Stored entries:
──────────
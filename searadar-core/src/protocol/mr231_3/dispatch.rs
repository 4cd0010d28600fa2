//! MR-231-3 sentence dispatch
//!
//! Single entry point routing a line to the translator for its sentence
//! type.

use chrono::{DateTime, Utc};

use super::sentence::{split_sentence, RawSentence, SentenceType};
use super::{rsd, ttm};
use crate::error::FormatError;
use crate::message::SearadarStationMessage;

/// Convert one line, stamping records with `received_at`.
///
/// Returns zero or one message:
/// - `TTM` → a tracked target message
/// - `RSD` → radar system data, or an invalid message when the distance
///   scale is not permitted
/// - any other type → nothing
///
/// # Example
/// ```
/// use searadar_core::protocol::mr231_3::convert_at;
/// use searadar_core::SearadarStationMessage;
///
/// let now = chrono::Utc::now();
/// let msgs = convert_at(
///     "$RARSD,36.5,331.4,8.4,320.6,,,,,11.6,185.3,2.0,N,N,S,,1A2B*7F",
///     now,
/// )
/// .unwrap();
/// match &msgs[..] {
///     [SearadarStationMessage::Invalid(m)] => assert!(m.info_msg.contains("2.0")),
///     _ => panic!("Expected an invalid message"),
/// }
///
/// assert!(convert_at("$GPGGA,1,2,3*00", now).unwrap().is_empty());
/// ```
pub fn convert_at(
    line: &str,
    received_at: DateTime<Utc>,
) -> Result<Vec<SearadarStationMessage>, FormatError> {
    let raw = split_sentence(line)?;
    let mut messages: Vec<SearadarStationMessage> = Vec::with_capacity(1);

    match raw.sentence_type() {
        SentenceType::Ttm => {
            messages.push(ttm::parse(&raw, received_at)?.into());
        }
        SentenceType::Rsd => {
            messages.push(convert_rsd(&raw, received_at)?);
        }
        SentenceType::Other(tag) => {
            log::trace!("Skipping unsupported sentence type {}", tag);
        }
    }

    Ok(messages)
}

fn convert_rsd(
    raw: &RawSentence,
    received_at: DateTime<Utc>,
) -> Result<SearadarStationMessage, FormatError> {
    let rsd = rsd::parse(raw, received_at)?;
    match rsd::check_distance_scale(&rsd) {
        Some(invalid) => {
            log::debug!("{}", invalid.info_msg);
            Ok(invalid.into())
        }
        None => Ok(rsd.into()),
    }
}
//! Error types for sentence parsing

use thiserror::Error;

/// Errors that make a single sentence line unusable.
///
/// A `FormatError` aborts conversion of that line only. Lines that parse
/// but carry data-invalid values are not errors; they become an
/// [`InvalidMessage`](crate::message::InvalidMessage) instead.
#[derive(Error, Debug, Clone, PartialEq)]
pub enum FormatError {
    /// Line has no `*` checksum delimiter
    #[error("Missing checksum delimiter '*' in sentence")]
    MissingChecksumDelimiter,

    /// Frame is too short to contain the talker prefix before the `*`
    #[error("Frame too short: expected at least {expected} characters before '*', got {actual}")]
    FrameTooShort { expected: usize, actual: usize },

    /// Body has no sentence type tag
    #[error("Missing sentence type")]
    MissingSentenceType,

    /// Field list doesn't match the fixed grammar of its sentence type
    #[error("Invalid {sentence} format: {fields:?}")]
    GrammarMismatch {
        sentence: String,
        fields: Vec<String>,
    },

    /// A grammar-checked field failed numeric conversion
    #[error("Invalid number in {sentence} field {index}: {value:?}")]
    InvalidNumber {
        sentence: String,
        index: usize,
        value: String,
    },
}
//! # Searadar Core
//!
//! Platform-independent sentence conversion for marine radars.
//!
//! This crate contains pure parsing and validation logic with **zero I/O dependencies**.
//! Hosts deliver one captured text line at a time (from serial, socket or
//! file) and receive typed station messages back.
//!
//! ## Architecture
//!
//! ```text
//! ┌──────────────────────────────────────────────────────────────┐
//! │  searadar-core (no I/O, no async)                            │
//! │  ├── protocol/   (dialect framing, grammars, translators)    │
//! │  ├── message     (TTM / RSD / invalid station messages)      │
//! │  ├── converter   (SearadarConverter trait, Clock)            │
//! │  └── error       (FormatError)                               │
//! └──────────────────────────────────────────────────────────────┘
//!                 ▲
//!    ┌────────────┴────────────┐
//!    │  searadar-cli           │
//!    │  (file/stdin → JSON)    │
//!    └─────────────────────────┘
//! ```
//!
//! ## Supported Dialects
//!
//! | Dialect   | Sentences |
//! |-----------|-----------|
//! | MR-231-3  | TTM, RSD  |
//!
//! ## Feature Flags
//!
//! - `mr231_3` - MR-231-3 support (default)
//!
//! ## Example
//!
//! ```rust
//! use searadar_core::{Mr231_3Converter, SearadarConverter, SearadarStationMessage};
//!
//! let converter = Mr231_3Converter::new();
//! let line = "$RATTM,12,01.50,045.0,T,10.0,090.0,T,05.0,005.0,01.0,01.0,p,T,,A,1F3A*5C";
//! for msg in converter.convert(line).unwrap() {
//!     if let SearadarStationMessage::TrackedTarget(t) = msg {
//!         println!("Target {} at {} / {}", t.target_number, t.distance, t.bearing);
//!     }
//! }
//!
//! // Malformed lines are errors, unsupported sentence types are skipped
//! assert!(converter.convert("$RATTM,12").is_err());
//! assert!(converter.convert("$GPGLL,1,2*00").unwrap().is_empty());
//! ```

pub mod converter;
pub mod error;
pub mod message;
pub mod protocol;

// Re-export commonly used types
pub use converter::{Clock, FixedClock, SearadarConverter, SystemClock};
pub use error::FormatError;
pub use message::{
    InvalidMessage, Iff, RadarSystemDataMessage, SearadarStationMessage, TargetStatus,
    TargetType, TrackedTargetMessage,
};
#[cfg(feature = "mr231_3")]
pub use protocol::mr231_3::Mr231_3Converter;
──────────
* _Work order_: Reply with the number of lines above in which the word "String" appears, and with nothing else.

* _Task output_: 4